HP, le géant américain de l’informatique, a déclaré supprimer entre 4 000 et 6 000 postes avant la fin 2028. Cette réduction d’effectifs s’inscrit dans une stratégie d’intégration de l’intelligence artificielle visant à améliorer la productivité et la satisfaction clientèle. Les suppressions représenteraient environ 10 % de la masse salariale actuelle de l’entreprise, qui emploie environ 58 000 salariés.
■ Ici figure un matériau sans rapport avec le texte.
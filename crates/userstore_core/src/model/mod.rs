//! Domain model for stored user records.
//!
//! # Responsibility
//! - Define the canonical `User` shape shared by service and storage layers.
//! - Own the property encoding used when a user is written as an entity.
//!
//! # Invariants
//! - A user is identified by its email; the email doubles as the entity key.
//! - Users with an empty email are never persisted.

pub mod user;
Le programme triennal de HP doit générer approximativement un milliard de dollars d’économies annuelles d’ici fin 2028. Les dépenses de restructuration s’élèveront à 650 millions de dollars, dont 250 millions pour l’année fiscale 2026. Cette annonce représente l’une des premières confirmations publiques directes d’un lien entre IA et réductions d’emploi.
Depuis sa création en 2015, issue de la scission de Hewlett-Packard, HP a connu une croissance limitée avec seulement 7 % d’augmentation sur dix ans. L’entreprise a conservé les activités de matériel informatique et d’imprimantes, tandis que son homologue HPE gère les infrastructures et services aux entreprises. Cette évolution reflète les défis persistants du secteur.
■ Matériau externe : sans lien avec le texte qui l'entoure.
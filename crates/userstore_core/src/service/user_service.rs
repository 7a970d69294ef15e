//! User CRUD service.
//!
//! # Responsibility
//! - Validate users and emails before any datastore round trip.
//! - Store users as `User` entities keyed by email.
//! - Report lookup misses as `NotFound`; pass storage failures through.
//!
//! # Invariants
//! - The service holds no state; everything flows through `RequestContext`.
//! - Create and update are both upserts and share one write path.
//! - Delete of a missing user succeeds.
//! - Emails and names are never logged above debug level.

use crate::context::RequestContext;
use crate::datastore::{DatastoreError, Entity, Key};
use crate::model::user::{User, USER_KIND};
use log::{debug, error, info};
use std::error::Error;
use std::fmt::{Display, Formatter};

pub type UserServiceResult<T> = Result<T, UserServiceError>;

/// Domain error returned by user operations.
#[derive(Debug)]
pub enum UserServiceError {
    /// Missing user or empty email.
    InvalidInput,
    /// No user stored under the given email.
    NotFound(String),
    /// Datastore failure, unchanged.
    Storage(DatastoreError),
}

impl Display for UserServiceError {
    fn fmt(&self, f: &mut Formatter<'_>) -> std::fmt::Result {
        match self {
            Self::InvalidInput => write!(f, "error: invalid User data"),
            Self::NotFound(email) => write!(f, "user '{email}' not found"),
            Self::Storage(err) => write!(f, "{err}"),
        }
    }
}

impl Error for UserServiceError {
    fn source(&self) -> Option<&(dyn Error + 'static)> {
        match self {
            Self::Storage(err) => err.source(),
            _ => None,
        }
    }
}

impl From<DatastoreError> for UserServiceError {
    fn from(value: DatastoreError) -> Self {
        Self::Storage(value)
    }
}

impl From<serde_json::Error> for UserServiceError {
    fn from(value: serde_json::Error) -> Self {
        Self::Storage(DatastoreError::Codec(value))
    }
}

/// Stateless user service. Every call takes the request context explicitly.
#[derive(Debug, Clone, Copy, Default)]
pub struct UserService;

impl UserService {
    pub fn new() -> Self {
        Self
    }

    /// Stores a new user keyed by email, overwriting any existing record.
    ///
    /// # Errors
    /// - `InvalidInput` when `user` is `None` or its email is empty.
    /// - `Storage` when the write fails.
    pub fn create(
        &self,
        ctx: &RequestContext<'_>,
        user: Option<&User>,
    ) -> UserServiceResult<User> {
        self.put_user(ctx, user, "user_create")
    }

    /// Loads one user by email.
    ///
    /// # Errors
    /// - `InvalidInput` when `email` is empty.
    /// - `NotFound` when no record exists under `email`.
    pub fn get_by_email(&self, ctx: &RequestContext<'_>, email: &str) -> UserServiceResult<User> {
        if email.is_empty() {
            return Err(UserServiceError::InvalidInput);
        }

        let entity = ctx
            .datastore()
            .get(ctx.scope(), &user_key(email))
            .inspect_err(|err| log_storage_error("user_get", err))?
            .ok_or_else(|| UserServiceError::NotFound(email.to_string()))?;

        debug!("event=user_get module=service status=ok email={email}");
        Ok(User::from_properties(entity.properties)?)
    }

    /// Lists every stored user. An empty store yields an empty vec.
    pub fn get_users(&self, ctx: &RequestContext<'_>) -> UserServiceResult<Vec<User>> {
        let entities = ctx
            .datastore()
            .query_all(ctx.scope(), USER_KIND)
            .inspect_err(|err| log_storage_error("user_list", err))?;

        let users = entities
            .into_iter()
            .map(|entity| User::from_properties(entity.properties))
            .collect::<Result<Vec<_>, _>>()?;

        info!(
            "event=user_list module=service status=ok count={}",
            users.len()
        );
        Ok(users)
    }

    /// Overwrites the user stored under `user.email`. Does not require the
    /// record to exist.
    pub fn update(
        &self,
        ctx: &RequestContext<'_>,
        user: Option<&User>,
    ) -> UserServiceResult<User> {
        self.put_user(ctx, user, "user_update")
    }

    /// Removes the user stored under `email`. Succeeds when nothing is stored.
    ///
    /// # Errors
    /// - `InvalidInput` when `email` is empty.
    pub fn delete(&self, ctx: &RequestContext<'_>, email: &str) -> UserServiceResult<()> {
        if email.is_empty() {
            return Err(UserServiceError::InvalidInput);
        }

        ctx.datastore()
            .delete(ctx.scope(), &user_key(email))
            .inspect_err(|err| log_storage_error("user_delete", err))?;

        info!("event=user_delete module=service status=ok");
        Ok(())
    }

    fn put_user(
        &self,
        ctx: &RequestContext<'_>,
        user: Option<&User>,
        event: &'static str,
    ) -> UserServiceResult<User> {
        let user = user.ok_or(UserServiceError::InvalidInput)?;
        user.validate().map_err(|_| UserServiceError::InvalidInput)?;

        let entity = Entity {
            key: user_key(&user.email),
            properties: user.to_properties()?,
        };
        ctx.datastore()
            .put(ctx.scope(), &entity)
            .inspect_err(|err| log_storage_error(event, err))?;

        info!("event={event} module=service status=ok");
        Ok(user.clone())
    }
}

fn user_key(email: &str) -> Key {
    Key::new(USER_KIND, email)
}

fn log_storage_error(event: &str, err: &DatastoreError) {
    error!("event={event} module=service status=error error={err}");
}
//! Use-case services.
//!
//! # Responsibility
//! - Validate caller input and map it onto datastore operations.
//! - Translate storage misses into domain errors.

pub mod user_service;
Les marchés financiers ont réagi négativement à cette annonce. Le titre HP a chuté de près de 6 % lors des échanges après-Bourse suite à la publication d’objectifs jugés insuffisants pour 2026. HP a attribué ces prévisions moins optimistes aux coûts additionnels liés aux tarifs douaniers imposés par l’administration Trump sur les importations américaines.
Les analystes observent une tendance croissante à l’automatisation par l’IA générative. Bien que beaucoup craignent des suppressions massives d’emplois, certains experts considèrent que de nouveaux métiers et fonctions pourraient partiellement ou totalement compenser ces pertes à moyen terme.